Sample Size Determination: Power and Minimal Detectable Difference
The first presentation introduces and discusses two different ways to justify the size of a study, one is the usual power calculation, we are all familiar with, and the other approach is based on the minimal detectable difference. The reasons for introducing the concept of the minimal detectable difference is to align statistical significance with clinical relevance. The presentation then discusses two examples. The first example deals with the size of a cardiovascular outcome study where typically a realistic effect is close to a minimal clinically relevant difference. And the second example discusses the sample size calculation of a confirmatory trial in Alzheimer's disease where different issues occur, making again the concept of a minimal detectable difference important.

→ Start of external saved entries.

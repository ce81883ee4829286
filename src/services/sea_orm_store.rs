//! Postgres-backed document store
//!
//! `current_prices` relies on the unique (series, capacity) index so that an
//! upsert is a single `INSERT .. ON CONFLICT DO UPDATE` statement.

use async_trait::async_trait;
use sea_orm::sea_query::OnConflict;
use sea_orm::{
    ActiveValue::{NotSet, Set},
    ColumnTrait, DatabaseConnection, DbErr, EntityTrait, Order, QueryFilter, QueryOrder,
    QuerySelect, SqlErr,
};
use std::collections::BTreeMap;
use tracing::warn;

use super::store::DocumentStore;
use crate::entities::{current_prices, official_prices, price_history, prelude::*};
use crate::error::StoreError;
use crate::models::catalog::{Capacity, Catalog, Series};
use crate::models::official::OfficialPriceDoc;
use crate::models::price::Price;
use crate::models::records::{CurrentPriceRecord, HistoryId, HistoryRecord, StoredHistory};

#[derive(Clone)]
pub struct SeaOrmStore {
    db: DatabaseConnection,
    catalog: Catalog,
}

impl SeaOrmStore {
    pub fn new(db: DatabaseConnection, catalog: Catalog) -> Self {
        Self { db, catalog }
    }

    fn current_from_model(&self, m: current_prices::Model) -> Result<CurrentPriceRecord, StoreError> {
        let series = self.series_of(&m.series)?;
        Ok(CurrentPriceRecord {
            series,
            capacity: capacity_of(&m.capacity)?,
            colors: serde_json::from_value::<BTreeMap<String, Price>>(m.colors)?,
            kaitori_price_min: price_of(m.kaitori_price_min)?,
            kaitori_price_max: price_of(m.kaitori_price_max)?,
            source: m.source,
            updated_at: m.updated_at.with_timezone(&chrono::Utc),
        })
    }

    fn history_from_model(&self, m: price_history::Model) -> Result<StoredHistory, StoreError> {
        let series = self.series_of(&m.series)?;
        Ok(StoredHistory {
            id: HistoryId(m.id.to_string()),
            record: HistoryRecord {
                series,
                capacity: capacity_of(&m.capacity)?,
                colors: serde_json::from_value::<BTreeMap<String, Price>>(m.colors)?,
                price_min: price_of(m.kaitori_price_min)?,
                price_max: price_of(m.kaitori_price_max)?,
                source: m.source,
                timestamp: m.timestamp,
                date: m.date,
                expiration_time: m.expiration_time,
            },
        })
    }

    fn series_of(&self, name: &str) -> Result<Series, StoreError> {
        self.catalog
            .parse_series(name)
            .ok_or_else(|| StoreError::Serialization(format!("unknown series '{}'", name)))
    }
}

fn capacity_of(raw: &str) -> Result<Capacity, StoreError> {
    raw.parse().map_err(StoreError::Serialization)
}

fn price_of(raw: i64) -> Result<Price, StoreError> {
    Price::new(raw).map_err(|e| StoreError::Serialization(e.to_string()))
}

/// Classify a database error for the cycle's failure policy.
fn map_db_err(context: &str, e: DbErr) -> StoreError {
    if matches!(e, DbErr::Conn(_) | DbErr::ConnectionAcquire(_)) {
        return StoreError::Unavailable(format!("{}: {}", context, e));
    }
    match e.sql_err() {
        Some(SqlErr::UniqueConstraintViolation(detail)) => {
            StoreError::WriteConflict(format!("{}: {}", context, detail))
        }
        _ => StoreError::Backend(format!("{}: {}", context, e)),
    }
}

/// Decode rows, skipping (and logging) documents this catalog cannot read.
fn decode_all<M, T>(
    rows: Vec<M>,
    decode: impl Fn(M) -> Result<T, StoreError>,
    collection: &str,
) -> Vec<T> {
    rows.into_iter()
        .filter_map(|m| match decode(m) {
            Ok(v) => Some(v),
            Err(e) => {
                warn!(collection = collection, error = %e, "Skipping undecodable document");
                None
            }
        })
        .collect()
}

#[async_trait]
impl DocumentStore for SeaOrmStore {
    async fn ping(&self) -> Result<(), StoreError> {
        self.db.ping().await.map_err(|e| map_db_err("ping", e))
    }

    async fn upsert_current(&self, record: &CurrentPriceRecord) -> Result<(), StoreError> {
        let model = current_prices::ActiveModel {
            id: NotSet,
            series: Set(self.catalog.name(record.series)),
            capacity: Set(record.capacity.as_str().to_string()),
            colors: Set(serde_json::to_value(&record.colors)?),
            kaitori_price_min: Set(record.kaitori_price_min.get()),
            kaitori_price_max: Set(record.kaitori_price_max.get()),
            source: Set(record.source.clone()),
            updated_at: Set(record.updated_at.into()),
        };

        CurrentPrices::insert(model)
            .on_conflict(
                OnConflict::columns([current_prices::Column::Series, current_prices::Column::Capacity])
                    .update_columns([
                        current_prices::Column::Colors,
                        current_prices::Column::KaitoriPriceMin,
                        current_prices::Column::KaitoriPriceMax,
                        current_prices::Column::Source,
                        current_prices::Column::UpdatedAt,
                    ])
                    .to_owned(),
            )
            .exec(&self.db)
            .await
            .map_err(|e| map_db_err("upsert current_prices", e))?;

        Ok(())
    }

    async fn current_for_series(&self, series: Series) -> Result<Vec<CurrentPriceRecord>, StoreError> {
        let rows = CurrentPrices::find()
            .filter(current_prices::Column::Series.eq(self.catalog.name(series)))
            .order_by(current_prices::Column::Capacity, Order::Asc)
            .all(&self.db)
            .await
            .map_err(|e| map_db_err("query current_prices", e))?;

        Ok(decode_all(rows, |m| self.current_from_model(m), "current_prices"))
    }

    async fn all_current(&self) -> Result<Vec<CurrentPriceRecord>, StoreError> {
        let rows = CurrentPrices::find()
            .order_by(current_prices::Column::Series, Order::Asc)
            .order_by(current_prices::Column::Capacity, Order::Asc)
            .all(&self.db)
            .await
            .map_err(|e| map_db_err("query current_prices", e))?;

        Ok(decode_all(rows, |m| self.current_from_model(m), "current_prices"))
    }

    async fn wipe_current(&self) -> Result<u64, StoreError> {
        let result = CurrentPrices::delete_many()
            .exec(&self.db)
            .await
            .map_err(|e| map_db_err("wipe current_prices", e))?;
        Ok(result.rows_affected)
    }

    async fn official_prices(&self) -> Result<Vec<OfficialPriceDoc>, StoreError> {
        let rows = OfficialPrices::find()
            .order_by(official_prices::Column::Id, Order::Asc)
            .all(&self.db)
            .await
            .map_err(|e| map_db_err("query official_prices", e))?;

        Ok(rows
            .into_iter()
            .map(|m| OfficialPriceDoc {
                id: m.id,
                price: m.price,
            })
            .collect())
    }

    async fn replace_official(&self, docs: &[OfficialPriceDoc]) -> Result<(), StoreError> {
        for doc in docs {
            let model = official_prices::ActiveModel {
                id: Set(doc.id.clone()),
                price: Set(doc.price.clone()),
            };
            OfficialPrices::insert(model)
                .on_conflict(
                    OnConflict::column(official_prices::Column::Id)
                        .update_column(official_prices::Column::Price)
                        .to_owned(),
                )
                .exec(&self.db)
                .await
                .map_err(|e| map_db_err("upsert official_prices", e))?;
        }
        Ok(())
    }

    async fn append_history(&self, record: &HistoryRecord) -> Result<HistoryId, StoreError> {
        let model = price_history::ActiveModel {
            id: NotSet,
            series: Set(self.catalog.name(record.series)),
            capacity: Set(record.capacity.as_str().to_string()),
            colors: Set(serde_json::to_value(&record.colors)?),
            kaitori_price_min: Set(record.price_min.get()),
            kaitori_price_max: Set(record.price_max.get()),
            source: Set(record.source.clone()),
            timestamp: Set(record.timestamp),
            date: Set(record.date),
            expiration_time: Set(record.expiration_time),
            created_at: NotSet,
        };

        let result = PriceHistory::insert(model)
            .exec(&self.db)
            .await
            .map_err(|e| map_db_err("insert price_history", e))?;

        Ok(HistoryId(result.last_insert_id.to_string()))
    }

    async fn history_for(
        &self,
        series: Series,
        capacity: Capacity,
        since: i64,
    ) -> Result<Vec<StoredHistory>, StoreError> {
        let rows = PriceHistory::find()
            .filter(price_history::Column::Series.eq(self.catalog.name(series)))
            .filter(price_history::Column::Capacity.eq(capacity.as_str()))
            .filter(price_history::Column::Timestamp.gte(since))
            .order_by(price_history::Column::Timestamp, Order::Asc)
            .order_by(price_history::Column::Id, Order::Asc)
            .all(&self.db)
            .await
            .map_err(|e| map_db_err("query price_history", e))?;

        Ok(decode_all(rows, |m| self.history_from_model(m), "price_history"))
    }

    async fn history_older_than(&self, cutoff: i64) -> Result<Vec<HistoryId>, StoreError> {
        let ids: Vec<i64> = PriceHistory::find()
            .select_only()
            .column(price_history::Column::Id)
            .filter(price_history::Column::Timestamp.lt(cutoff))
            .into_tuple()
            .all(&self.db)
            .await
            .map_err(|e| map_db_err("query expired price_history", e))?;

        Ok(ids.into_iter().map(|id| HistoryId(id.to_string())).collect())
    }

    async fn delete_history(&self, id: &HistoryId) -> Result<(), StoreError> {
        let key: i64 = id
            .0
            .parse()
            .map_err(|_| StoreError::Backend(format!("malformed history id '{}'", id)))?;

        PriceHistory::delete_by_id(key)
            .exec(&self.db)
            .await
            .map_err(|e| map_db_err("delete price_history", e))?;
        Ok(())
    }
}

Non-inferiority assessments: Overview and issues
The second presentation discusses the assessment of non-inferiority in clinical trials. It presents some of the underlying methodology (high level), issues and also provides a number of examples. Major issues will be discussed like the choice of the population, the constancy assumption and the determination of the non-inferiority limit. All these issues point basically to the overarching issue of assay sensitivity in a non-inferiority trial. For the determination of the non-inferiority limit key approaches will be introduced, a basic definition based on clinical relevance and two retained effect methods, the 95-95% method and the synthesis method. Three examples will finally illustrate the importance of all these elements.